Saved data entries:
▽

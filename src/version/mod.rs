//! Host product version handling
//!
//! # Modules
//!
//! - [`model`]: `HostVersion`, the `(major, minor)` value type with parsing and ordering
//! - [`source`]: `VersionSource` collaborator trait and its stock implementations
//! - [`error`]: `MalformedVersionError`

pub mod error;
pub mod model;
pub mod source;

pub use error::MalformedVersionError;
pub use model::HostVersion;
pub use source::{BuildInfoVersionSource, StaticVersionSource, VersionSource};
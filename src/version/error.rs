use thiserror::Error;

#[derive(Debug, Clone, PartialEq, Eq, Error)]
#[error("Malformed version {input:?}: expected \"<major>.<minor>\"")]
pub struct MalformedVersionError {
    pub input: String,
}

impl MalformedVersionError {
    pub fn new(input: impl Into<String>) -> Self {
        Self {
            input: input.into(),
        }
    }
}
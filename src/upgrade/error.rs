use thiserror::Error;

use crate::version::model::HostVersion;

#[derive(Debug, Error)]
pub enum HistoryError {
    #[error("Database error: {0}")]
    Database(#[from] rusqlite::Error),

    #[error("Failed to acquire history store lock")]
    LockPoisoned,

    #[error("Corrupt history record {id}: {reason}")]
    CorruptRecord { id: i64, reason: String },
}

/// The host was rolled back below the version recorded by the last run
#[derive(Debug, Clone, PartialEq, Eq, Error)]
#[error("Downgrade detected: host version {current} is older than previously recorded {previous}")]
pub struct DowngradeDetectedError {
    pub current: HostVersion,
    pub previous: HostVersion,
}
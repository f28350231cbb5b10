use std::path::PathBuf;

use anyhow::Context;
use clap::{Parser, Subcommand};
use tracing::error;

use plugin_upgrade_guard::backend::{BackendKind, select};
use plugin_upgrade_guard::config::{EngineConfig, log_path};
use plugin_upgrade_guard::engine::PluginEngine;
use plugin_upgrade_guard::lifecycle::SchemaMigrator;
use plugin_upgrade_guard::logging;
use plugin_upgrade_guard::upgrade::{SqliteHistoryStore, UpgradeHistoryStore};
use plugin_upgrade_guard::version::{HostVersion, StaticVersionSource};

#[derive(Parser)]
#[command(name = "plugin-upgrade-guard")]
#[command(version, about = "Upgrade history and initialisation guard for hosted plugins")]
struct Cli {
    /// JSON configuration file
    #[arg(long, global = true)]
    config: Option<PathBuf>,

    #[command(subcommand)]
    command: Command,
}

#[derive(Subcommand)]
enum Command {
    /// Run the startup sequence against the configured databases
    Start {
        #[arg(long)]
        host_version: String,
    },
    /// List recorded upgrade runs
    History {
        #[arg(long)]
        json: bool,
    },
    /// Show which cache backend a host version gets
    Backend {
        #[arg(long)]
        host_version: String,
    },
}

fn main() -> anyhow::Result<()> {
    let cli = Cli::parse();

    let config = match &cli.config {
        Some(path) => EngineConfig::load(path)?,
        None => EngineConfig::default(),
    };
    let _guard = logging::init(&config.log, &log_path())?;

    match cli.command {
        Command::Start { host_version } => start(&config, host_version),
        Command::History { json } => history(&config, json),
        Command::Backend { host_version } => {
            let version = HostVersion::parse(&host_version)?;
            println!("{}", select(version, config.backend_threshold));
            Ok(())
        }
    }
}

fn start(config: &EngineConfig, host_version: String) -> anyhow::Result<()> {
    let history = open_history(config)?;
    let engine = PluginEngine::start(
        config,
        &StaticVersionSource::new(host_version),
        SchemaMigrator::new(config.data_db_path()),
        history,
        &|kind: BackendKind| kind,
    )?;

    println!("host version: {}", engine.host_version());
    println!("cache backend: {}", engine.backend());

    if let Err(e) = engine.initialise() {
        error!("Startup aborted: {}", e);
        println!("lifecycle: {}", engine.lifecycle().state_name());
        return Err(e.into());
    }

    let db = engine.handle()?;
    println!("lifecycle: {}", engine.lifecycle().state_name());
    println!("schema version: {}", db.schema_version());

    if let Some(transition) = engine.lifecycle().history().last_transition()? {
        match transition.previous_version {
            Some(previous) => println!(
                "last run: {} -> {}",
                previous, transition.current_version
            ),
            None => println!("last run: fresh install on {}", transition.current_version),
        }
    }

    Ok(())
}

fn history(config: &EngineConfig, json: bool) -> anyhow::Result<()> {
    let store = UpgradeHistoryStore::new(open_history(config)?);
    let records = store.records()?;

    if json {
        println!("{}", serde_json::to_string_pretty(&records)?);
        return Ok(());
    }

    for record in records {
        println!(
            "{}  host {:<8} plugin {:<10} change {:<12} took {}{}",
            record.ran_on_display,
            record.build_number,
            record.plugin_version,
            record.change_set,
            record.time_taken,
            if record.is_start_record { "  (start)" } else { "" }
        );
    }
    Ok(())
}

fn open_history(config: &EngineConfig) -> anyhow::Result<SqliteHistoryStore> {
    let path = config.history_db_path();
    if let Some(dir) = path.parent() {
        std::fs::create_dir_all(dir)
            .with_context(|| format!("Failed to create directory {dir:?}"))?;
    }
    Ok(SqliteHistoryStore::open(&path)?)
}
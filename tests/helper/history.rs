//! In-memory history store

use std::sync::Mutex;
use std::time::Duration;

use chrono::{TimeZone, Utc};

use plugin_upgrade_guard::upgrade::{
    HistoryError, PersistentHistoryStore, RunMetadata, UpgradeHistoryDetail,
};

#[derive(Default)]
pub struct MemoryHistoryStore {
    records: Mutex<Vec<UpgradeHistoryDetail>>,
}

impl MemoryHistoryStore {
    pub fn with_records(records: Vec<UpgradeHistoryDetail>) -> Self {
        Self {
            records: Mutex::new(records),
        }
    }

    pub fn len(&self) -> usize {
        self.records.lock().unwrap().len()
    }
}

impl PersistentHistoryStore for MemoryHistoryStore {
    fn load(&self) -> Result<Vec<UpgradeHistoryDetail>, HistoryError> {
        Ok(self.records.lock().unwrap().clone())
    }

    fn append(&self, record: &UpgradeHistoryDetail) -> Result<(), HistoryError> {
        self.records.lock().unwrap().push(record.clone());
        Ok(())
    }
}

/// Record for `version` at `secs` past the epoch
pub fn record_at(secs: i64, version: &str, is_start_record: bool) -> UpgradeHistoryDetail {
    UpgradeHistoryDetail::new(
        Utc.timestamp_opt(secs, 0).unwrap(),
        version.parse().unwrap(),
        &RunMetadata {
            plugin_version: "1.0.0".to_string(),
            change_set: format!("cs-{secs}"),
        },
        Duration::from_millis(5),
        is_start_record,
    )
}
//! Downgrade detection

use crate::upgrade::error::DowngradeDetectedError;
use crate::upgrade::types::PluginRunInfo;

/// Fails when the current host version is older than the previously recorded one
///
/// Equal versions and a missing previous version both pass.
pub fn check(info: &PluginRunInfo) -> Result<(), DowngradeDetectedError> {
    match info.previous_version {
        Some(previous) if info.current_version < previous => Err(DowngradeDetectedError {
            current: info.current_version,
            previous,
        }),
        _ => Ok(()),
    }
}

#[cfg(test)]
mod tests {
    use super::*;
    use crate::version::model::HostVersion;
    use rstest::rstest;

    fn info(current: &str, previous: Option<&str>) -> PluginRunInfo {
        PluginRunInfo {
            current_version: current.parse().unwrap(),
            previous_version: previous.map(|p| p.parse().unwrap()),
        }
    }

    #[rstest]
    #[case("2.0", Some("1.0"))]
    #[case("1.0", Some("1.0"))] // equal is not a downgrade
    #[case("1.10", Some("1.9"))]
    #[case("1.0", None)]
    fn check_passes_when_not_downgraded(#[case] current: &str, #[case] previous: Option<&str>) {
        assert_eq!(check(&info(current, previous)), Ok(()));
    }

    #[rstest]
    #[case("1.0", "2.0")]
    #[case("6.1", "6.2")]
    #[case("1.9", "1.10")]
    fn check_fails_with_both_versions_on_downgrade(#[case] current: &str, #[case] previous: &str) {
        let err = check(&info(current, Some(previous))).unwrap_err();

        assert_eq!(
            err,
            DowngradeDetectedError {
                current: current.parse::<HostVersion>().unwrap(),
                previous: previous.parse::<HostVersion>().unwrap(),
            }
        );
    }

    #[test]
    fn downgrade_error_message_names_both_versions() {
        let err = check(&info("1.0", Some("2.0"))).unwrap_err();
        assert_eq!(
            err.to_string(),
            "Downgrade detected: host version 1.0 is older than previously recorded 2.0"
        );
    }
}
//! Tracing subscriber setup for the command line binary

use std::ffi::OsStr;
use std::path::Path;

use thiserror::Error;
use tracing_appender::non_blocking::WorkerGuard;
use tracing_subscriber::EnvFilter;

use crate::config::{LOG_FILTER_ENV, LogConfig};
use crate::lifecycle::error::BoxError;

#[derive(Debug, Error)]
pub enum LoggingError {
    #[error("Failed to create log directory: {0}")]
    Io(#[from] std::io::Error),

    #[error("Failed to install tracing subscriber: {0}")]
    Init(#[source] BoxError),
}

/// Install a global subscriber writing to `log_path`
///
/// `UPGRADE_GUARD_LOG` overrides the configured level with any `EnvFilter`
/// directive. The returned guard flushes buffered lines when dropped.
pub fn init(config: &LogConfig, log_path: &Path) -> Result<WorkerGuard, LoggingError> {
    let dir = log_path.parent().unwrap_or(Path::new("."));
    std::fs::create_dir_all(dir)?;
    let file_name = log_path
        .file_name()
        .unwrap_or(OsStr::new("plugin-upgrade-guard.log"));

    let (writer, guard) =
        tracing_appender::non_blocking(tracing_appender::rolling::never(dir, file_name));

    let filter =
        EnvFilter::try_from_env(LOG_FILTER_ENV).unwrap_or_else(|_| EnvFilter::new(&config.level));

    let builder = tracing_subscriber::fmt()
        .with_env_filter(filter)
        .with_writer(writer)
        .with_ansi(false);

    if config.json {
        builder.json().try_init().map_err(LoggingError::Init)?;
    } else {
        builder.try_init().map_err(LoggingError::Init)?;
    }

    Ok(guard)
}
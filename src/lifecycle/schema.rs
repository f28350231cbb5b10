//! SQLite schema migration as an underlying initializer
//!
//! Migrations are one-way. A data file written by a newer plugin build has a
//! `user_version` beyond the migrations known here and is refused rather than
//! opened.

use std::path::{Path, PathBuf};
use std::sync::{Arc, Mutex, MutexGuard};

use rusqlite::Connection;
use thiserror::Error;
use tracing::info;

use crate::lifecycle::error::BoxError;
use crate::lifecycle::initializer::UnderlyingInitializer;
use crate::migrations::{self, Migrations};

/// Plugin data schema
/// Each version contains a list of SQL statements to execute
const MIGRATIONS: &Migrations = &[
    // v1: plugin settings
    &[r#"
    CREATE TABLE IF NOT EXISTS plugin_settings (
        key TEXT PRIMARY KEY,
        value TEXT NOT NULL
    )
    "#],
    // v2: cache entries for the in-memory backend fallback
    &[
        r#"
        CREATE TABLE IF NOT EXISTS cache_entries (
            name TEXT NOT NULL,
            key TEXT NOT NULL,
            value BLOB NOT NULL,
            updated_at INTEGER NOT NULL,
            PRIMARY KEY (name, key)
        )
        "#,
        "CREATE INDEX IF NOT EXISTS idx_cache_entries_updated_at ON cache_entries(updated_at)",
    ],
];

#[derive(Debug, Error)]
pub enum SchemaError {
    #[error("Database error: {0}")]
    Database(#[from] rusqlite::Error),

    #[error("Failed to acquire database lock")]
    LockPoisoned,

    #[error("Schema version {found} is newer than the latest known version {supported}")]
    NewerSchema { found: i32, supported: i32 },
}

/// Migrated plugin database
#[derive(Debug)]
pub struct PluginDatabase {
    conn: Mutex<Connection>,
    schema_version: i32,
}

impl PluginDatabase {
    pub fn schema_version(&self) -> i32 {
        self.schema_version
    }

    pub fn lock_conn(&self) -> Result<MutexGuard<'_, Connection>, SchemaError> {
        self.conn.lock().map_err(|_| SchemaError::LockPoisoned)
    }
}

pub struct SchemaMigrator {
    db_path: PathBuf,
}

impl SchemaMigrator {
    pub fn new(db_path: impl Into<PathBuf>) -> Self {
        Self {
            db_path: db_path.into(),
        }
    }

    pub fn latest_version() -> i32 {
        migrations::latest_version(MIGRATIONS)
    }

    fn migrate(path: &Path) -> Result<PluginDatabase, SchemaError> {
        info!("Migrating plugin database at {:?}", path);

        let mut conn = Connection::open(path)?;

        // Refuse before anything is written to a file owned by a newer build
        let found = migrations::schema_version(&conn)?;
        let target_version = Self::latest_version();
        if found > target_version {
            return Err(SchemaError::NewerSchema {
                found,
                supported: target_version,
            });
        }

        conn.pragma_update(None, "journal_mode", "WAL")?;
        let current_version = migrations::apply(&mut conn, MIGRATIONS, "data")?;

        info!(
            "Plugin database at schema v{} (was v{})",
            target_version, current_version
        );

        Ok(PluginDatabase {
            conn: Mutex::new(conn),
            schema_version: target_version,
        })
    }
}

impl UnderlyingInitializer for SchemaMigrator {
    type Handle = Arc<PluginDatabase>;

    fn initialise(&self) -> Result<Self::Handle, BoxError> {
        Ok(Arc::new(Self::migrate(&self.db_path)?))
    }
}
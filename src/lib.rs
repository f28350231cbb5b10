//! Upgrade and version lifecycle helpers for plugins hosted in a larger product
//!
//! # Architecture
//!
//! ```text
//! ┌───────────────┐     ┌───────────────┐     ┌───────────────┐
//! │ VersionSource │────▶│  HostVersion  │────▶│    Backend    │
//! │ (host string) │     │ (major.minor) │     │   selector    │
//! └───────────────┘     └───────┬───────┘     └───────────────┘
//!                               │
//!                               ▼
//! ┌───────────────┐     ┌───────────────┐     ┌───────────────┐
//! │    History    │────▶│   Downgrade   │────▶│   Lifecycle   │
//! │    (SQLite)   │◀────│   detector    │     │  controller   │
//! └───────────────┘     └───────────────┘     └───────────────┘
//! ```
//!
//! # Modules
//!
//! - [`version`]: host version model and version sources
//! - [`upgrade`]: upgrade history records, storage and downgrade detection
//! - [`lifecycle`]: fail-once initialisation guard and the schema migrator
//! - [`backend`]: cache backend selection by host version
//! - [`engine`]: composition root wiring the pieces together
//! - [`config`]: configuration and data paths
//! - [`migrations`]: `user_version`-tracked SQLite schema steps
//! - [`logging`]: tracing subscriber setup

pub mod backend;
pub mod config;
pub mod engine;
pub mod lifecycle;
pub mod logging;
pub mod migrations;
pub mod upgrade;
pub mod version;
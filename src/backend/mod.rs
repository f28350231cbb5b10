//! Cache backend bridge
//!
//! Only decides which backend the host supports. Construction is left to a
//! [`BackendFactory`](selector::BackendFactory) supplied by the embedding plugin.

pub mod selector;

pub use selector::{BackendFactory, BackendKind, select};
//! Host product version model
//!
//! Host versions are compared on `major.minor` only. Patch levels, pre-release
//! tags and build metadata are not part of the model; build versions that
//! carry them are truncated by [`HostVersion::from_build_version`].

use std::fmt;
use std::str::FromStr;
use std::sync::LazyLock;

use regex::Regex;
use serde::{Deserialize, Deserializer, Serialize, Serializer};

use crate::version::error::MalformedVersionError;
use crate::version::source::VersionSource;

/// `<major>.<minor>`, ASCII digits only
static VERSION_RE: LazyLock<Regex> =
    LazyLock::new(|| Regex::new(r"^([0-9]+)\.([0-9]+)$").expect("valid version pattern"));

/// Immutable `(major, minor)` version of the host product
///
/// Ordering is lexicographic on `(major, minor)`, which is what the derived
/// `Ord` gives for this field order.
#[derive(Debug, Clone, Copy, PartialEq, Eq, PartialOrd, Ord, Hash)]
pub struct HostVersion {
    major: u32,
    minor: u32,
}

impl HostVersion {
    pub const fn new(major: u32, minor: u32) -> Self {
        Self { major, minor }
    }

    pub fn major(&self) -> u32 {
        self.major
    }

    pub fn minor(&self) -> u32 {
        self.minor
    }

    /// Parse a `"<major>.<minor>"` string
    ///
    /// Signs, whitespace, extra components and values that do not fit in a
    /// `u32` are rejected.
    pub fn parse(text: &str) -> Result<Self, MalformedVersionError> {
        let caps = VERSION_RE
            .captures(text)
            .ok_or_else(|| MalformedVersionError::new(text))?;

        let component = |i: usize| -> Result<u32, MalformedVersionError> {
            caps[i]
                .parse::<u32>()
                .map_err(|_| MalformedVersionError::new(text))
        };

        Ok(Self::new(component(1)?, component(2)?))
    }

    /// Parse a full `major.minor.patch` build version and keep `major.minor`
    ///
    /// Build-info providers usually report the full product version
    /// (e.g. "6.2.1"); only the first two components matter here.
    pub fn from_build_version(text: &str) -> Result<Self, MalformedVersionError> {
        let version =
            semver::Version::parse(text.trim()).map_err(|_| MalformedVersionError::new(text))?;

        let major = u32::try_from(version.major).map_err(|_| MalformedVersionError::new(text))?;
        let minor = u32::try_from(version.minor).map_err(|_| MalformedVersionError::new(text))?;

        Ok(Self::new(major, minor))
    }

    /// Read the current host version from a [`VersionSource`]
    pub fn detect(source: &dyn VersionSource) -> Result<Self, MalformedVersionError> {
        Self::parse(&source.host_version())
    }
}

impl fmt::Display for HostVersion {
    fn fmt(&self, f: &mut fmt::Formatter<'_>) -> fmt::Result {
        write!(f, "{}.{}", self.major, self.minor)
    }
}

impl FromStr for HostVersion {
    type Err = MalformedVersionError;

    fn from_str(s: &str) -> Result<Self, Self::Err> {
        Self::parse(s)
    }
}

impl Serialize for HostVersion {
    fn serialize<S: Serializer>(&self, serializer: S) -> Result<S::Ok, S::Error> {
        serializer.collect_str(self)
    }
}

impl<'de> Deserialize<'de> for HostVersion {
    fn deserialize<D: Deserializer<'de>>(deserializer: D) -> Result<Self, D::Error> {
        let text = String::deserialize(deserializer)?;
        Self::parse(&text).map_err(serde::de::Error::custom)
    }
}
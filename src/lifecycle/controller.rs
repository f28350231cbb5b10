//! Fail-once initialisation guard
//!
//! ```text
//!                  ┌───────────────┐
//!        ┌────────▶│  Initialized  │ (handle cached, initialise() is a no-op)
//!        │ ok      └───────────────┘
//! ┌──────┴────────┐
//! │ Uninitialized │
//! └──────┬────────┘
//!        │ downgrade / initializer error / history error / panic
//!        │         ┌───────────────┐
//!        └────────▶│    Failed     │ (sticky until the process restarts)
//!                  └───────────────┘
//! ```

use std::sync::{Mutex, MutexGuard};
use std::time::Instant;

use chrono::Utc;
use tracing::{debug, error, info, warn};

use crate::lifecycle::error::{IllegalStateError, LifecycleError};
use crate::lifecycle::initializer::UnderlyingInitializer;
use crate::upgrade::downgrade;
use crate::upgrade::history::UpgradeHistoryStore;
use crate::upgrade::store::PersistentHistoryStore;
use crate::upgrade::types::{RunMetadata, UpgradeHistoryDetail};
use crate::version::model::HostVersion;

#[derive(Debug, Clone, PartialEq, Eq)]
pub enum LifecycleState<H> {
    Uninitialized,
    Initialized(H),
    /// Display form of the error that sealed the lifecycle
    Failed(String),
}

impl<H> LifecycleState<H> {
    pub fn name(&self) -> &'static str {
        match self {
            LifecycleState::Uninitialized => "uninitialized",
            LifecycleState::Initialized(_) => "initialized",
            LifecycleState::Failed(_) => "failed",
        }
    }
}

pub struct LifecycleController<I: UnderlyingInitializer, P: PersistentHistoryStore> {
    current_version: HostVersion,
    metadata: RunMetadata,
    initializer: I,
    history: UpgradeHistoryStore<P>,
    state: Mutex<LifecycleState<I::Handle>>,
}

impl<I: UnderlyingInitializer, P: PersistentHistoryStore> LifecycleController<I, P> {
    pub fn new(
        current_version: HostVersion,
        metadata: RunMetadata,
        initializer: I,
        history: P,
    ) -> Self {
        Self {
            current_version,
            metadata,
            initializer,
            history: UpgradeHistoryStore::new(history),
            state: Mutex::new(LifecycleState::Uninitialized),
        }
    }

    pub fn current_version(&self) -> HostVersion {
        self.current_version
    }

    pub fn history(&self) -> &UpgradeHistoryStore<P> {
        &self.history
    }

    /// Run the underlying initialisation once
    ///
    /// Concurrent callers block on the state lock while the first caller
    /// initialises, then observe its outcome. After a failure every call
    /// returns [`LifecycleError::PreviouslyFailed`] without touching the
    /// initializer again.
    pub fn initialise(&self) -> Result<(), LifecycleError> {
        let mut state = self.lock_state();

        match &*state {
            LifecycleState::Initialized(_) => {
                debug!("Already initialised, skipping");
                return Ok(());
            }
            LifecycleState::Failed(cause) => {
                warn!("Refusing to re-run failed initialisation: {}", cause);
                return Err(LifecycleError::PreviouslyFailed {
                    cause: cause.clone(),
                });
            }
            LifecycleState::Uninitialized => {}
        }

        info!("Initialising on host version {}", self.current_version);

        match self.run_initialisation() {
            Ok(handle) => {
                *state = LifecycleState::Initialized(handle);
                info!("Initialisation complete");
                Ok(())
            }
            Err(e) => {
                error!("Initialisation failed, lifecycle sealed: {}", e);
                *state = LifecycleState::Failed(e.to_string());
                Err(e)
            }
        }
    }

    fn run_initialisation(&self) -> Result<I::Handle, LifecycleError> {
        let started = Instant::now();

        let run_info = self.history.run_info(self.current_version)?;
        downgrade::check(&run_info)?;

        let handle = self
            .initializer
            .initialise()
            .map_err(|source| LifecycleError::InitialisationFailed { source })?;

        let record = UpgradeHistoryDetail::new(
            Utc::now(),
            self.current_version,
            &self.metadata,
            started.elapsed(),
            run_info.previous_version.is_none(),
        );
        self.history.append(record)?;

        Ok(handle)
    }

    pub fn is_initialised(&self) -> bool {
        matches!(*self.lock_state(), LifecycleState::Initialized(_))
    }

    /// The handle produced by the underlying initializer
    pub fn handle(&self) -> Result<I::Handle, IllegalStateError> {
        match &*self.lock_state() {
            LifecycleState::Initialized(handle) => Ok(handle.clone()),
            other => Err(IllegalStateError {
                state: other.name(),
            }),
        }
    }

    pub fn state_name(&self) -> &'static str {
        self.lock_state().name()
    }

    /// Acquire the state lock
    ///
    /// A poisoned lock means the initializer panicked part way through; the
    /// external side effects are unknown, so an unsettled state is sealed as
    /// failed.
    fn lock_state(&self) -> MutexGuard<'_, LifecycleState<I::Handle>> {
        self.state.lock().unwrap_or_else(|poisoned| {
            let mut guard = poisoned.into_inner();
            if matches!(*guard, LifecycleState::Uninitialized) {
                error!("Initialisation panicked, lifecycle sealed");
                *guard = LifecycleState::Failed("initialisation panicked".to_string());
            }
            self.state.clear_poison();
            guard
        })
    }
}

△

PROBLEM TO SOLVE:
All lines above with the word "product" need to be reported.

RESPONSE FOR THIS EXERCISE:
//! Host product version handling
//! Upgrade and version lifecycle helpers for plugins hosted in a larger product
//! Host product version model
/// Immutable `(major, minor)` version of the host product
    /// Build-info providers usually report the full product version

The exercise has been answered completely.